AI annotators automatically filter out easy examples, focusing valuable human annotation effort on challenging cases where the current SAM 3 version fails. This active learning approach ensures human expertise concentrates on maximum impact improvements.

The data engine achieves 5x speedup on negative prompts (concepts not present in the image) and 36% faster annotation for positive prompts even in challenging fine grained domains.

Model Architecture

SAM 3 consists of a detector and tracker that share a vision encoder. The complete model contains 848 million parameters.

The detector uses a DETR-based architecture conditioned on text, geometry, and image exemplars. Text and image encoders come from Meta's Perception Encoder released in April 2025. An opensource model enabling advanced computer vision systems.

Using the Perception Encoder provided significant performance gains over previous encoder choices. The detector handles text prompts, image exemplars, and visual prompts like points, boxes, and masks.

The presence token architecture improves discrimination between closely related text prompts. When multiple similar concepts appear in a scene, the presence token helps the model distinguish between "player in white" versus "player in blue" rather than confusing similar entities.

The tracker inherits SAM 2's transformer encoder-decoder architecture with memory bank and memory encoder enabling video segmentation and interactive refinement. This combination allows SAM 3 to detect new instances and maintain consistent object IDs through time.

Performance and Speed

SAM 3 runs in 30 milliseconds for a single image with over 100 detected objects on an H200 GPU. For video, inference latency scales with the number of objects, sustaining near realtime performance for approximately five concurrent objects.

On the SA-Co benchmark, SAM 3 doubles cgF1 scores (measuring how well the model recognizes and localizes concepts) compared to existing models. The system consistently outperforms both foundational models like Gemini 2.5 Pro and strong specialist baselines.

In user studies, people prefer SAM 3 outputs over the strongest baseline (OWLv2) approximately three to one. SAM 3 also achieves SOTA results on SAM 2 visual segmentation tasks, matching or exceeding previous model performance.
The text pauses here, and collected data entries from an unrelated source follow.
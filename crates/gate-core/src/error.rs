// SPDX-License-Identifier: Apache-2.0

//! Normalized error types for assumption verification
//!
//! Every stage of the request pipeline reports failures through [`GateError`].
//! The variant decides the HTTP status and how much of the failure the caller
//! is allowed to see.

use serde::{Deserialize, Serialize};
use thiserror::Error;

/// Why an authentication attempt was refused.
///
/// Only the audit sink ever sees this; callers receive a generic message.
#[derive(Debug, Clone, Copy, PartialEq, Eq, Hash, Serialize, Deserialize)]
#[serde(rename_all = "snake_case")]
pub enum AuthFailure {
    /// The endpoint is switched off in configuration.
    Disabled,
    /// No allow-list entry covers the caller's address.
    AddressNotAllowed,
    /// The credential was missing, malformed, or wrong.
    InvalidCredential,
}

impl AuthFailure {
    pub fn as_str(&self) -> &'static str {
        match self {
            Self::Disabled => "endpoint disabled",
            Self::AddressNotAllowed => "address not allowed",
            Self::InvalidCredential => "invalid credential",
        }
    }
}

/// Unified error type for all verification operations
#[derive(Debug, Error, Serialize, Deserialize)]
pub enum GateError {
    #[error("Unauthorized")]
    Unauthorized { reason: AuthFailure },

    #[error("Validation error: {message}")]
    ValidationError { message: String },

    #[error("Invalid credential format")]
    InvalidCredentialFormat,

    #[error("Operation timed out after {timeout_ms}ms")]
    Timeout { timeout_ms: u64 },

    #[error("Internal error: {message}")]
    Internal { message: String },
}

impl GateError {
    pub fn unauthorized(reason: AuthFailure) -> Self {
        Self::Unauthorized { reason }
    }

    pub fn validation(msg: impl Into<String>) -> Self {
        Self::ValidationError {
            message: msg.into(),
        }
    }

    pub fn timeout(timeout_ms: u64) -> Self {
        Self::Timeout { timeout_ms }
    }

    pub fn internal(msg: impl Into<String>) -> Self {
        Self::Internal {
            message: msg.into(),
        }
    }

    /// HTTP status this error surfaces as.
    pub fn status_code(&self) -> u16 {
        match self {
            Self::Unauthorized { .. } | Self::InvalidCredentialFormat => 401,
            Self::ValidationError { .. } => 400,
            Self::Timeout { .. } | Self::Internal { .. } => 500,
        }
    }

    /// Message that is safe to return to the caller.
    ///
    /// Validation messages only ever contain rule descriptions, identifiers and
    /// operator names, so they are passed through. Everything else is generic.
    pub fn public_message(&self) -> String {
        match self {
            Self::Unauthorized { .. } | Self::InvalidCredentialFormat => "Unauthorized".to_string(),
            Self::ValidationError { message } => message.clone(),
            Self::Timeout { .. } | Self::Internal { .. } => "Internal server error".to_string(),
        }
    }

    pub fn is_internal(&self) -> bool {
        matches!(self, Self::Timeout { .. } | Self::Internal { .. })
    }
}

/// Result type alias for verification operations
pub type GateResult<T> = Result<T, GateError>;
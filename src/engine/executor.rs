//! Query Executor
//!
//! Runs one validated assumption against a row store and decides whether the
//! stored value satisfies it.

use std::time::{Duration, Instant};

use tracing::{debug, warn};

use gate_core::{Assumption, AssumptionOutcome, GateError, GateResult};
use gate_query::LookupQuery;

use crate::engine::registry::OperatorRegistry;
use crate::engine::traits::RowStore;

/// Evaluates assumptions with a bounded row-store call
pub struct QueryExecutor<'a> {
    registry: &'a OperatorRegistry,
    timeout: Duration,
}

impl<'a> QueryExecutor<'a> {
    pub fn new(registry: &'a OperatorRegistry, timeout: Duration) -> Self {
        Self { registry, timeout }
    }

    /// Fetches the requested field from at most one filtered row and compares
    /// it with the expected value.
    ///
    /// `elapsed_ms` covers the row-store call only. A timeout is an error,
    /// never a non-match; dropping the returned future drops the in-flight
    /// store call with it.
    pub async fn execute(
        &self,
        assumption: &Assumption,
        store: &dyn RowStore,
    ) -> GateResult<AssumptionOutcome> {
        let strategy = self.registry.resolve(&assumption.operator)?;
        let query = LookupQuery::for_assumption(assumption);

        let started = Instant::now();
        let fetched = tokio::time::timeout(self.timeout, store.fetch_one(&query)).await;
        let elapsed_ms = started.elapsed().as_secs_f64() * 1000.0;

        let row = match fetched {
            Ok(result) => result?,
            Err(_) => {
                let timeout_ms = u64::try_from(self.timeout.as_millis()).unwrap_or(u64::MAX);
                warn!(
                    table = %assumption.table,
                    driver = store.driver_id(),
                    timeout_ms,
                    "Row store call timed out"
                );
                return Err(GateError::timeout(timeout_ms));
            }
        };

        let Some(row) = row else {
            debug!(table = %assumption.table, elapsed_ms, "No row matched the filter");
            return Ok(AssumptionOutcome::not_found(elapsed_ms));
        };

        let actual = row.get(&assumption.field).cloned().ok_or_else(|| {
            GateError::internal(format!(
                "Row store returned no column '{}' for table '{}'",
                assumption.field, assumption.table
            ))
        })?;

        let matched = strategy.compare(&actual, &assumption.expected_value);
        debug!(
            table = %assumption.table,
            field = %assumption.field,
            operator = %assumption.operator,
            matched,
            elapsed_ms,
            "Assumption evaluated"
        );

        Ok(AssumptionOutcome::found(
            matched,
            elapsed_ms,
            actual,
            assumption.expected_value.clone(),
        ))
    }
}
On challenging benchmarks like zero shot LVIS and CountBench (object counting), SAM 3 shows notable gains over previous approaches. The model demonstrates particular strength on nuanced queries requiring understanding of specific attributes beyond general categories.

SAM 3 Agent for Complex Queries

SAM 3 can function as a tool for multimodal large language models, enabling segmentation of complex text queries beyond simple noun phrases. SAM 3 Agent uses an MLLM that proposes noun phrase queries to prompt SAM 3, analyzes returned masks, and iterates until masks are satisfactory.

Example complex query: "What object in the picture is used for controlling and guiding a horse?" The MLLM breaks this down into simpler noun phrases, prompts SAM 3, evaluates results, and continues iterating.

Without training on referring expression segmentation or reasoning segmentation data, SAM 3 Agent surpasses prior work on challenging free text segmentation benchmarks requiring reasoning like ReasonSeg and OmniLabel.

This agent approach extends SAM 3's capabilities beyond direct text prompts to handle questions, descriptions, and reasoning based queries by combining SAM 3's segmentation with an MLLM's language understanding.

Segment Anything Playground

Meta launched the Segment Anything Playground, a web platform enabling anyone to experiment with SAM 3 without technical expertise. Users upload images or videos and test segmentation capabilities through a simple interface.

The playground includes templates for practical applications: pixelating faces, license plates, or screens for privacy; adding effects like spotlights or motion trails to specific objects; and annotating visual data for research or development.

This accessibility contrasts with SAM 2's primarily research focused release. Meta positions SAM 3 for broader adoption through consumer applications and easy experimentation platforms.

The playground features recordings from Meta's Aria Gen 2 research glasses, demonstrating SAM 3's capabilities on first person wearable footage. This enables robust segmentation from egocentric perspectives—relevant for applications in machine perception, contextual AI, and robotics.

Integration in Meta Products

Meta immediately deployed SAM 3 into consumer applications alongside the research release. Facebook Marketplace uses SAM 3 and SAM 3D for the new "View in Room" feature, helping people visualize furniture and home decor in their spaces before purchasing.

Instagram's Edits app integrates SAM 3 for object specific video effects. Creators apply modifications like color grading or motion effects to specific subjects with a single tap—workflows that previously required professional editing software and manual masking.

The Vibes feature within Meta AI uses SAM 3 to enable remixing of AI generated videos. Users can isolate and modify specific elements while maintaining the rest of the scene.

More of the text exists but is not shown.